Assigned task>
Extract each line holding the word "static" from the entries.

##### Material provided #####

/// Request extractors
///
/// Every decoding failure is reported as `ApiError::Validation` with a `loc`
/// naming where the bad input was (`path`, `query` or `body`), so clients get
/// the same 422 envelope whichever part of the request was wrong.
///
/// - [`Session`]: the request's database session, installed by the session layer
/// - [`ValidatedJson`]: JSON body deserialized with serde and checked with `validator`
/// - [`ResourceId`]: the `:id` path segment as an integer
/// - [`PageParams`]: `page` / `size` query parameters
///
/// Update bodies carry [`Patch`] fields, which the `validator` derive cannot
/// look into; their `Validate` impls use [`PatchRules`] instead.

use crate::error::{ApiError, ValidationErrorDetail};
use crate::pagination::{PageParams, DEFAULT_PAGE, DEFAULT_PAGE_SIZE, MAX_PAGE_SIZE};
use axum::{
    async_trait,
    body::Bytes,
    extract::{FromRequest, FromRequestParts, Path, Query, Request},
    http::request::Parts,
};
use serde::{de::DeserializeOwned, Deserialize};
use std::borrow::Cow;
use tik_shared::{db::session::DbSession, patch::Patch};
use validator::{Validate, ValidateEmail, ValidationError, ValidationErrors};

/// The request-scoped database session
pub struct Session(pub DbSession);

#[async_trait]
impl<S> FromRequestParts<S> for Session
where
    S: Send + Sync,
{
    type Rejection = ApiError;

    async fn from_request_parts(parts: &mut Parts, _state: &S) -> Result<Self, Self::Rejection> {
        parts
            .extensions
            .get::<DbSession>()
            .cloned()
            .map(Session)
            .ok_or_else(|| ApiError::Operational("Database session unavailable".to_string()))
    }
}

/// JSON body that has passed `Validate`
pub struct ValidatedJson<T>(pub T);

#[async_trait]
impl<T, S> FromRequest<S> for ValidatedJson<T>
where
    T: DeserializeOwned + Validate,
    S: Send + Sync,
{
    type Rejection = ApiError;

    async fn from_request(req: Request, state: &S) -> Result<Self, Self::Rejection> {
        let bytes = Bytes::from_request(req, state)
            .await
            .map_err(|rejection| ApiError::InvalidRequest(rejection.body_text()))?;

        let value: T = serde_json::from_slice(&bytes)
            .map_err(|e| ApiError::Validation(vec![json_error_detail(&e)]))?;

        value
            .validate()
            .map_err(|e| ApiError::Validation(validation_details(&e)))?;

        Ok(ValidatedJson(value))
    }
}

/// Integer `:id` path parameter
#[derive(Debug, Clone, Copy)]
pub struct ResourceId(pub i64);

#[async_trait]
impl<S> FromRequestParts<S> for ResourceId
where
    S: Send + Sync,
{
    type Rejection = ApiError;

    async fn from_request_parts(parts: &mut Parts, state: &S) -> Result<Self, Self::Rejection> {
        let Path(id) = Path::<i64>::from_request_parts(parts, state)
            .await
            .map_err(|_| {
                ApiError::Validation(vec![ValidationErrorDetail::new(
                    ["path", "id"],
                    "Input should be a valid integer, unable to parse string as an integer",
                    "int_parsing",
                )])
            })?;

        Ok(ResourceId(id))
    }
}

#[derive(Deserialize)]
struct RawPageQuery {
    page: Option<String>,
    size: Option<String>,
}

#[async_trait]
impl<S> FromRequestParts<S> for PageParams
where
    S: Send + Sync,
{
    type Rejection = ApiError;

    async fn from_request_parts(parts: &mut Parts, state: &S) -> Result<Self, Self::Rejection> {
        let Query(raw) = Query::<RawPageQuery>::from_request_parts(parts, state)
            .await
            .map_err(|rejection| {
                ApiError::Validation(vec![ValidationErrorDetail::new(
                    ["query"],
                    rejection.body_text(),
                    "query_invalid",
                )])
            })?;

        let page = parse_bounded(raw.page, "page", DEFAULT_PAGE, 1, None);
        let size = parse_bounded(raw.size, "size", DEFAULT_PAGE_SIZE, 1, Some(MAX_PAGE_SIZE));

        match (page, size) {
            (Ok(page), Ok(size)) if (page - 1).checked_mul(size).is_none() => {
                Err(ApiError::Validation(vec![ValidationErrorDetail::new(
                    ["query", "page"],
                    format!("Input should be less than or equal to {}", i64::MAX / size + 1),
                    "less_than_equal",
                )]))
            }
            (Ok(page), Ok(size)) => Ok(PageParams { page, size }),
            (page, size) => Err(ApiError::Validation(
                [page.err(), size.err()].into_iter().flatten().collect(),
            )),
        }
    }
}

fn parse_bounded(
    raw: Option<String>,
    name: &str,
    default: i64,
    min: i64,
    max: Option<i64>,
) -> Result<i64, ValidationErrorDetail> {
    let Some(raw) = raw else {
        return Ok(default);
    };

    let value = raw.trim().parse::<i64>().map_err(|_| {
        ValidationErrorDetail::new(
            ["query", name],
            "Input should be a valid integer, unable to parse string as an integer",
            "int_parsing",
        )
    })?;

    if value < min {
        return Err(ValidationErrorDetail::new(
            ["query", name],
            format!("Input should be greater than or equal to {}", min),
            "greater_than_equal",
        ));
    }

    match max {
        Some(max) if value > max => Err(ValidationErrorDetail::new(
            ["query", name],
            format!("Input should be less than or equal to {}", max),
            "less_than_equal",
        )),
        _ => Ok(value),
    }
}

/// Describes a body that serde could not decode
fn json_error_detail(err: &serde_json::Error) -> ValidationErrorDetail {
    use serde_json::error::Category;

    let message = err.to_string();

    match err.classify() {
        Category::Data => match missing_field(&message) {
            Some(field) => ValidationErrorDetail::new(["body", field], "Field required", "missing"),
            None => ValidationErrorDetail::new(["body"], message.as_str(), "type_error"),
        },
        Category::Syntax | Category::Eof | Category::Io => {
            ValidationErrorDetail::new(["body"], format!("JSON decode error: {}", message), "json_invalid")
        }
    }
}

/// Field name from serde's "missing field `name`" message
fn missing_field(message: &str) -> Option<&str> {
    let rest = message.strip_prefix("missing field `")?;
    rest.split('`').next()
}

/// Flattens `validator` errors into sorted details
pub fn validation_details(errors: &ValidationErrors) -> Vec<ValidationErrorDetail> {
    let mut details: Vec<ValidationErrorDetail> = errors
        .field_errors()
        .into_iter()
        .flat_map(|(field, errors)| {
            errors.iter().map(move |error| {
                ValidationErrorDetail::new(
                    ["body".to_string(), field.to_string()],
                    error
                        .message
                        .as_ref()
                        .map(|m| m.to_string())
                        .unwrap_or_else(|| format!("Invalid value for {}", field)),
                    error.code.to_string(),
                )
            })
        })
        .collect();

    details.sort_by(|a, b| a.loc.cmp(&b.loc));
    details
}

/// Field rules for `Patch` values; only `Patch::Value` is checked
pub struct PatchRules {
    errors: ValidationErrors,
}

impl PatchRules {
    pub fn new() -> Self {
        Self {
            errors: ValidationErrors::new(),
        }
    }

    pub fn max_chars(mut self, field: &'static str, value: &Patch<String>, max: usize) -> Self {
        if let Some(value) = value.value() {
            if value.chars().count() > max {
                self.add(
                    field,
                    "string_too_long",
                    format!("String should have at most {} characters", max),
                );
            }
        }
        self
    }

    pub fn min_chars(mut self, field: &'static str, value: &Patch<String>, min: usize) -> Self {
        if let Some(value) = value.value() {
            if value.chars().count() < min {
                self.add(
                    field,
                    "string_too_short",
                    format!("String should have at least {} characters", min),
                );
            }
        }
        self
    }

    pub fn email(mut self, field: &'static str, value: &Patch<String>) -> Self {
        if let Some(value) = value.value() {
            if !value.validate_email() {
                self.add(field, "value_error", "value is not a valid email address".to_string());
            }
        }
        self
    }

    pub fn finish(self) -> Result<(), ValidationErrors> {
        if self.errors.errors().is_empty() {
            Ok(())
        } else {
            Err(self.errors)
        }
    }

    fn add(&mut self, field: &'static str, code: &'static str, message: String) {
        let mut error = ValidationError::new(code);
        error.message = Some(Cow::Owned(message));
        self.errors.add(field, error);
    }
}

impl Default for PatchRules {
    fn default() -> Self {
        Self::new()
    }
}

#####

Your solution>
    pub fn max_chars(mut self, field: &'static str, value: &Patch<String>, max: usize) -> Self {
    pub fn min_chars(mut self, field: &'static str, value: &Patch<String>, min: usize) -> Self {
    pub fn email(mut self, field: &'static str, value: &Patch<String>) -> Self {
    fn add(&mut self, field: &'static str, code: &'static str, message: String) {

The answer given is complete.